The FDIC is adding Denver–along with Ft. Worth, Jacksonville, Sacramento and Seattle–to its lists of cities at risk of overbuilding. A total of 13 cities are at risk, says the FDIC, in its third-quarter regional outlook report. Already on the list are Atlanta, Charlotte, Dallas, Las Vegas, Orlando, Phoenix, Portland and Salt Lake City. Nashville has been dropped from the list because of tighter standards for inclusion.
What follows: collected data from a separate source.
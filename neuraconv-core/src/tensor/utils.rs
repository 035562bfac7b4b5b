use crate::error::NeuraConvError;

/// Calculates the strides for a given shape.
/// Strides represent the number of elements to skip in the flattened data array
/// to move one step along each dimension.
///
/// Example:
/// shape = [2, 3] -> strides = [3, 1]
/// shape = [2, 2, 2] -> strides = [4, 2, 1]
pub fn calculate_strides(shape: &[usize]) -> Vec<usize> {
    if shape.is_empty() {
        return vec![];
    }
    let rank = shape.len();
    let mut strides = vec![1usize; rank];
    for i in (0..rank - 1).rev() {
        // Saturate: a zero-length axis elsewhere keeps the tensor empty.
        strides[i] = strides[i + 1].saturating_mul(shape[i + 1]);
    }
    strides
}

/// Number of elements described by `shape`, or `InvalidArgument` if the
/// product does not fit in `usize`.
pub fn checked_numel(shape: &[usize]) -> Result<usize, NeuraConvError> {
    shape
        .iter()
        .try_fold(1usize, |acc, &d| acc.checked_mul(d))
        .ok_or_else(|| {
            NeuraConvError::InvalidArgument(format!(
                "Shape {:?} has more elements than fit in usize",
                shape
            ))
        })
}

/// Size of a spatial axis of length `extent` after adding `pad` on both sides.
///
/// `None` if the result overflows `usize`.
pub fn padded_extent(extent: usize, pad: usize) -> Option<usize> {
    pad.checked_mul(2)?.checked_add(extent)
}

/// Splits a rank-4 shape into its `(batch, height, width, channels)` components.
pub fn nhwc_dims(
    shape: &[usize],
    operation: &str,
) -> Result<(usize, usize, usize, usize), NeuraConvError> {
    match *shape {
        [b, h, w, c] => Ok((b, h, w, c)),
        _ => Err(NeuraConvError::ShapeMismatch {
            // Only the rank is known to be wrong here.
            expected: vec![0; 4],
            actual: shape.to_vec(),
            operation: format!("{} (expected a rank-4 NHWC tensor)", operation),
        }),
    }
}

#[cfg(test)]
#[path = "utils_test.rs"]
mod tests;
Denver’s vulnerability to overbuilding is being caused by the infusion of high-tech companies, according to the report. In past years, Denver has widely been heralded by local economists and business leaders for moving from dependency on oil and natural resources to a diversified economy based on high-tech, telecommunications, biotechnology and mutual funds, such as Janus and Invesco, as well as other fast-growing industries.
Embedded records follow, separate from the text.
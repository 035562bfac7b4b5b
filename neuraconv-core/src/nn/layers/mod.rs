// src/nn/layers/mod.rs

pub mod conv2d;

// Re-export key layer structs
pub use conv2d::{Conv2d, Conv2dConfig, Conv2dGradients};
use crate::error::NeuraConvError;
use crate::tensor::utils::{nhwc_dims, padded_extent};
use crate::tensor::{zeros, Tensor};

/// Zero-pads the two spatial axes of an NHWC tensor.
///
/// `padding = (pad_h, pad_w)` rows/columns are added on *each* side, so a
/// `(B, H, W, C)` tensor becomes `(B, H + 2*pad_h, W + 2*pad_w, C)`. Batch and
/// channel axes are untouched.
pub fn pad(tensor: &Tensor, padding: (usize, usize)) -> Result<Tensor, NeuraConvError> {
    let (batch, height, width, channels) = nhwc_dims(&tensor.shape(), "pad")?;
    let (pad_h, pad_w) = padding;
    if pad_h == 0 && pad_w == 0 {
        return Ok(tensor.clone());
    }

    let padded_dims = padded_extent(height, pad_h).zip(padded_extent(width, pad_w));
    let (out_h, out_w) = padded_dims.ok_or_else(|| NeuraConvError::ShapeMismatch {
        expected: vec![batch, height, width, channels],
        actual: vec![pad_h, pad_w],
        operation: "pad (padded size overflows usize)".to_string(),
    })?;
    let mut padded = zeros(&[batch, out_h, out_w, channels])?;
    let src_strides = tensor.strides().to_vec();
    let dst_strides = padded.strides().to_vec();
    let src = tensor.data();
    let dst = padded.data_mut();
    // Rows are contiguous along (width, channel), so copy one row at a time.
    let row_len = width * channels;
    for i in 0..batch {
        for h in 0..height {
            let src_start = i * src_strides[0] + h * src_strides[1];
            let dst_start =
                i * dst_strides[0] + (h + pad_h) * dst_strides[1] + pad_w * dst_strides[2];
            dst[dst_start..dst_start + row_len]
                .copy_from_slice(&src[src_start..src_start + row_len]);
        }
    }
    Ok(padded)
}

/// Inverse of [`pad`]: strips exactly `padding` rows/columns from each spatial side.
///
/// A zero padding crops nothing.
pub fn crop(tensor: &Tensor, padding: (usize, usize)) -> Result<Tensor, NeuraConvError> {
    let shape = tensor.shape();
    let (batch, height, width, channels) = nhwc_dims(&shape, "crop")?;
    let (pad_h, pad_w) = padding;
    let strip_h = padded_extent(0, pad_h).unwrap_or(usize::MAX);
    let strip_w = padded_extent(0, pad_w).unwrap_or(usize::MAX);
    if height < strip_h || width < strip_w {
        return Err(NeuraConvError::ShapeMismatch {
            expected: vec![batch, strip_h, strip_w, channels],
            actual: shape,
            operation: "crop (tensor smaller than the padding to strip)".to_string(),
        });
    }
    if pad_h == 0 && pad_w == 0 {
        return Ok(tensor.clone());
    }

    let out_h = height - strip_h;
    let out_w = width - strip_w;
    let mut cropped = zeros(&[batch, out_h, out_w, channels])?;
    let src_strides = tensor.strides().to_vec();
    let dst_strides = cropped.strides().to_vec();
    let src = tensor.data();
    let dst = cropped.data_mut();
    let row_len = out_w * channels;
    for i in 0..batch {
        for h in 0..out_h {
            let src_start =
                i * src_strides[0] + (h + pad_h) * src_strides[1] + pad_w * src_strides[2];
            let dst_start = i * dst_strides[0] + h * dst_strides[1];
            dst[dst_start..dst_start + row_len]
                .copy_from_slice(&src[src_start..src_start + row_len]);
        }
    }
    Ok(cropped)
}

#[cfg(test)]
#[path = "padding_test.rs"]
mod tests;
“Many of Denver’s small high-tech companies are extremely sensitive to swings in the stock market and private capital funding sources,” concludes the FDIC report. “Denver is also home to a thriving financial services industry (e.g., investment firms, mutual fund companies), which isclosely linked to financial market conditions, increasing the vulnerability of the Denver Metropolitan Statistical Area.”
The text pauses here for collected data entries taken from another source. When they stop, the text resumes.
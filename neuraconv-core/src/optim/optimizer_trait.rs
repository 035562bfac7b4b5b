use crate::error::NeuraConvError;
use crate::tensor::Tensor;

/// Trait defining the common interface for all optimizers.
///
/// An optimizer turns a layer's gradients into new parameter values. It does not
/// write them back: the layer stores what `update` returns, so computing
/// gradients and applying an update rule stay separate.
pub trait Optimizer {
    /// Computes updated parameters for the layer registered as `layer_name`.
    ///
    /// `gradients[i]` pairs with the layer's `i`-th parameter (see
    /// [`Module::parameters`](crate::nn::Module::parameters)). `epoch` is passed
    /// through for update rules that depend on it.
    ///
    /// # Returns
    ///
    /// One tensor per parameter, in the same order.
    ///
    /// # Errors
    ///
    /// `NotFound` if `layer_name` is not registered, `ShapeMismatch` if the
    /// gradients do not line up with the registered parameters.
    fn update(
        &self,
        gradients: &[Tensor],
        layer_name: &str,
        epoch: usize,
    ) -> Result<Vec<Tensor>, NeuraConvError>;

    /// The (fixed) learning rate.
    fn learning_rate(&self) -> f32;
}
Finance, insurance and real estate sectors accounted for 8.1% of the MSA’s total employment in 1998, compared with 5.8% for the US, the report says. “Thus, the Denver economy would be more susceptible to a protracted recession from a high-tech downturn accompanied by a prolonged bear market, because of its heavy reliance on FIRE and the high-tech sector,” the report says. Thus, the Denver area would experience “a negative wealth effect” with a stock market decline.

According to a recent report by the Nelson A. Rockefeller Institute of Governments, “capital gains are about 74% more important to Colorado’s state finances than they are to the average state. Moreover, both a burgeoning high-tech sector and a booming stock market have led to strong gains in Denver’s real estate values. The rapid appreciation of home prices in the Denver MSA is a cause of concern, as the gap widens between median housing prices and median household incomes. The FDIC report’s conclusion: “In the even tof a high-tech or stock-market induced recession, the Denver economy would have to contend with a negative wealth effect that is likely to affect this MSA more than other metropolitan areas.”

Brad Neiman, who heads investment for Denver-based Mile High Properties, says he’s not buying the report’s conclusions. “The US has become a service economy as opposed to an industrial and manufacturing economy,” Neiman told GlobeSt.com. “The FDIC seems to have the concept that Denver would be more adversely hit because we are not a manufacturing hub.”Neiman also says he believes the Denver-area economy is diversified, with everything from high-tech to tourism fueling the economy.

Also, Neiman contends Denver’s high-tech business is really being driven by telecommunications giants such as Level 3 and Qwest Communications, which are global players, rather than under-funded consumer dot.coms, which are most vulnerable to collapsing.

“I was just talking to the head of a large real estate investment company this morning, and he says there is no lack of interest in investing in Denver by institutional financiers,” Neiman says. He said the national interest in Denver properties is much higher than in cities such as Dallas and Atlanta.